ResultSet rs = pstmt.execute();
return rs;
}
From what I understand of Java’s pass-by conventions, it’s useless for me to do anything with pstmt in the main code, as it will still be null even after calling executeStatement. However, because closing a PreparedStatement also closes the ResultSet, I know that the PreparedStatement that is created in executeStatement is not closed when I’m processing the ResultSet.
Does this imply that there is a memory leak here? (My understanding of memory leaks and how they can be diagnosed/fixed is spotty at best). Is there any way I could structure this differently to avoid a leak, but continue having a method that can execute an SQL string and return the ResultSet in an abstract manner?

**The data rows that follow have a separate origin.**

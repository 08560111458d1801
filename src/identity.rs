//! Identity resolution — maps a page address to `(platform, conversation_id)`.
//!
//! Always produces an id: known platforms try their path matchers in order,
//! anything else falls back to a truncated SHA-256 of the full address.

use std::sync::LazyLock;

use regex::Regex;
use sha2::{Digest, Sha256};
use url::Url;

use crate::model::Platform;

/// Length of the hex digest suffix used for fallback ids.
const FALLBACK_HASH_LEN: usize = 16;

/// Path words that name a page type rather than a conversation.
const ROUTE_SEGMENTS: &[&str] = &["chat", "thread", "new"];

static UUID_SEGMENT: LazyLock<Regex> = LazyLock::new(|| {
    Regex::new(
        r"(?i)/([0-9a-f]{8}-[0-9a-f]{4}-[0-9a-f]{4}-[0-9a-f]{4}-[0-9a-f]{12})(?:/|$)",
    )
    .expect("valid regex")
});

static CHAT_SESSION_SEGMENT: LazyLock<Regex> =
    LazyLock::new(|| Regex::new(r"(?i)chat/s/([^/]+)").expect("valid regex"));

static NUMERIC_CHAT_SEGMENT: LazyLock<Regex> =
    LazyLock::new(|| Regex::new(r"(?i)chat/(\d+)(?:/|$)").expect("valid regex"));

/// Resolved identity of the current page.
#[derive(Debug, Clone, PartialEq, Eq)]
pub struct Identity {
    pub platform: Platform,
    pub conversation_id: String,
}

impl Identity {
    /// The id without its platform prefix, used for placeholder titles.
    pub fn short_id(&self) -> &str {
        short_id(&self.conversation_id)
    }
}

/// Strip the `<platform>_` prefix from a conversation id.
pub fn short_id(conversation_id: &str) -> &str {
    conversation_id
        .split_once('_')
        .map(|(_, rest)| rest)
        .unwrap_or(conversation_id)
}

/// A single path-pattern matcher.
type PathMatcher = fn(&str) -> Option<String>;

/// Detect the platform from a host name.
pub fn detect_platform(host: &str) -> Platform {
    if host.contains("deepseek.com") {
        Platform::Deepseek
    } else if host.contains("doubao.com") {
        Platform::Doubao
    } else {
        Platform::Unknown
    }
}

/// Resolve platform and conversation id from a page address.
pub fn resolve(address: &str) -> Identity {
    let platform = Url::parse(address)
        .ok()
        .and_then(|u| u.host_str().map(detect_platform))
        .unwrap_or_default();
    resolve_with_platform(address, platform)
}

/// Resolve the conversation id for an address whose platform is already known.
pub fn resolve_with_platform(address: &str, platform: Platform) -> Identity {
    let path = Url::parse(address)
        .map(|u| u.path().to_string())
        .unwrap_or_default();

    let matched = matchers(platform)
        .iter()
        .find_map(|matcher| matcher(&path));

    let conversation_id = match matched {
        Some(segment) => format!("{}_{}", platform.tag(), segment),
        None => fallback_id(address),
    };

    Identity {
        platform,
        conversation_id,
    }
}

fn matchers(platform: Platform) -> &'static [PathMatcher] {
    match platform {
        Platform::Deepseek => &[uuid_segment, chat_session_segment],
        Platform::Doubao => &[numeric_chat_segment, last_path_segment],
        Platform::Unknown => &[],
    }
}

fn uuid_segment(path: &str) -> Option<String> {
    UUID_SEGMENT.captures(path).map(|c| c[1].to_string())
}

fn chat_session_segment(path: &str) -> Option<String> {
    CHAT_SESSION_SEGMENT.captures(path).map(|c| c[1].to_string())
}

fn numeric_chat_segment(path: &str) -> Option<String> {
    NUMERIC_CHAT_SEGMENT.captures(path).map(|c| c[1].to_string())
}

fn last_path_segment(path: &str) -> Option<String> {
    path.split('/')
        .filter(|s| !s.is_empty())
        .next_back()
        .filter(|s| !ROUTE_SEGMENTS.iter().any(|route| route.eq_ignore_ascii_case(s)))
        .map(str::to_string)
}

/// `chat_` + truncated hex SHA-256 of the whole address.
fn fallback_id(address: &str) -> String {
    let digest = Sha256::digest(address.as_bytes());
    let hex: String = digest.iter().map(|b| format!("{b:02x}")).collect();
    format!("{}_{}", Platform::Unknown.tag(), &hex[..FALLBACK_HASH_LEN])
}
//! HTTP transport

pub mod client;

pub use client::{decode_response, HttpClient, HttpClientBuilder};
//! HL7 hierarchic designators

use serde::{Deserialize, Serialize};

use crate::constants::{CDC_PRIME_NAMESPACE_ID, CDC_PRIME_UNIVERSAL_ID, ISO_UNIVERSAL_ID_TYPE};

/// HL7 v2 hierarchic designator (HD data type).
///
/// Callers building the outer message envelope put the hub's receiving
/// application and facility designators in MSH-5 / MSH-6.
#[derive(Debug, Clone, PartialEq, Eq, Serialize, Deserialize)]
pub struct HierarchicDesignator {
    pub namespace_id: String,
    pub universal_id: String,
    pub universal_id_type: String,
}

impl HierarchicDesignator {
    /// Designator whose universal id is an ISO OID.
    pub fn iso(namespace_id: impl Into<String>, universal_id: impl Into<String>) -> Self {
        Self {
            namespace_id: namespace_id.into(),
            universal_id: universal_id.into(),
            universal_id_type: ISO_UNIVERSAL_ID_TYPE.to_string(),
        }
    }

    /// The receiving application and facility published for CDC PRIME.
    pub fn cdc_prime() -> Self {
        Self::iso(CDC_PRIME_NAMESPACE_ID, CDC_PRIME_UNIVERSAL_ID)
    }
}

impl Default for HierarchicDesignator {
    fn default() -> Self {
        Self::cdc_prime()
    }
}
//! Turning pipeline outcomes into caller-facing results
//!
//! - [`classifier`]: success / HTTP failure / network failure / local
//!   failure -> [`reportlink_domain::SubmissionResult`] and
//!   [`reportlink_domain::StatusResult`]
//! - [`delivery`]: history snapshot -> [`reportlink_domain::DeliveryStatus`]

pub mod classifier;
pub mod delivery;

pub use classifier::{classify_status, classify_submission, render_items};
pub use delivery::calculate_delivery_status;
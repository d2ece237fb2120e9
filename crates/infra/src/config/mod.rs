//! Configuration loading
//!
//! Builds a [`reportlink_domain::HubConfig`] from environment variables or
//! a config file.

pub mod loader;

// Re-export commonly used items
pub use loader::{load, load_from_env, load_from_file, load_from_vars, probe_config_paths};
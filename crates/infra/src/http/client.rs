use std::time::Duration;

use reportlink_domain::constants::DEFAULT_TIMEOUT_SECS;
use reportlink_domain::{ConfigError, ErrorBody, HubError};
use reqwest::{Client as ReqwestClient, Method, RequestBuilder, Response};
use serde::de::DeserializeOwned;
use tracing::debug;

/// Single-shot HTTP client for hub calls.
///
/// Each request is sent exactly once. Whether a failure is worth resending
/// is reported to the caller through [`HubError::is_retryable`]; nothing is
/// retried here.
#[derive(Clone)]
pub struct HttpClient {
    client: ReqwestClient,
}

impl HttpClient {
    /// Start building a new HTTP client.
    pub fn builder() -> HttpClientBuilder {
        HttpClientBuilder::default()
    }

    /// Convenience constructor with default configuration.
    pub fn new() -> Result<Self, ConfigError> {
        Self::builder().build()
    }

    /// Create a request builder using the underlying reqwest client.
    pub fn request<U>(&self, method: Method, url: U) -> RequestBuilder
    where
        U: reqwest::IntoUrl,
    {
        self.client.request(method, url)
    }

    /// Execute the provided request builder once.
    ///
    /// Any response, whatever its status, is returned as `Ok`. `Err` means
    /// no response arrived (`Network`) or the request never left
    /// (`Unknown`).
    pub async fn send(&self, builder: RequestBuilder) -> Result<Response, HubError> {
        let request = builder
            .build()
            .map_err(|err| HubError::Unknown(format!("failed to build request: {err}")))?;

        let method = request.method().clone();
        let url = request.url().clone();
        debug!(%method, %url, "sending HTTP request");

        match self.client.execute(request).await {
            Ok(response) => {
                let status = response.status();
                debug!(%method, %url, %status, "received HTTP response");
                Ok(response)
            }
            Err(err) => {
                debug!(%method, %url, error = %err, "HTTP request failed");
                Err(map_transport_error(err))
            }
        }
    }

    /// Send once and decode the response with [`decode_response`].
    pub async fn send_json<T>(&self, builder: RequestBuilder) -> Result<T, HubError>
    where
        T: DeserializeOwned,
    {
        let response = self.send(builder).await?;
        decode_response(response).await
    }
}

/// Decode a hub response.
///
/// 2xx bodies decode into `T`; a body that does not match is an
/// `Unknown` failure. Any other status becomes `Server` or `Client` with the
/// leniently decoded [`ErrorBody`].
pub async fn decode_response<T>(response: Response) -> Result<T, HubError>
where
    T: DeserializeOwned,
{
    let status = response.status();
    let text = response.text().await.map_err(map_transport_error)?;

    if status.is_success() {
        serde_json::from_str(&text)
            .map_err(|err| HubError::Unknown(format!("Failed to parse response: {err}")))
    } else {
        Err(HubError::from_status(status.as_u16(), ErrorBody::from_text(&text)))
    }
}

/// Builder for [`HttpClient`].
#[derive(Debug)]
pub struct HttpClientBuilder {
    timeout: Duration,
    user_agent: Option<String>,
}

impl Default for HttpClientBuilder {
    fn default() -> Self {
        Self {
            timeout: Duration::from_secs(DEFAULT_TIMEOUT_SECS),
            user_agent: None,
        }
    }
}

impl HttpClientBuilder {
    pub fn timeout(mut self, timeout: Duration) -> Self {
        self.timeout = timeout;
        self
    }

    pub fn user_agent(mut self, agent: impl Into<String>) -> Self {
        self.user_agent = Some(agent.into());
        self
    }

    pub fn build(self) -> Result<HttpClient, ConfigError> {
        let mut builder = ReqwestClient::builder().timeout(self.timeout).no_proxy();

        if let Some(agent) = self.user_agent {
            builder = builder.user_agent(agent);
        }

        let client = builder.build().map_err(|err| ConfigError::Transport(err.to_string()))?;

        Ok(HttpClient { client })
    }
}

/// Map a reqwest failure onto the hub taxonomy.
///
/// Connection, timeout and body transfer failures mean the request may have
/// left without a reply arriving: `Network`. Builder, redirect and decode
/// failures are local: `Unknown`.
fn map_transport_error(err: reqwest::Error) -> HubError {
    if err.is_builder() || err.is_redirect() || err.is_decode() {
        return HubError::Unknown(err.to_string());
    }
    HubError::Network(err.to_string())
}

I do not see a memory leak here. Only issue I find is that you are not closing the resultSet in a finally block. So if an exception is thrown then the
rs.close()will not get executed.As Andrei commented, closing the result set will close the underlying statement as well. I am not sure where you close the connection, but that should also happen in a finally block.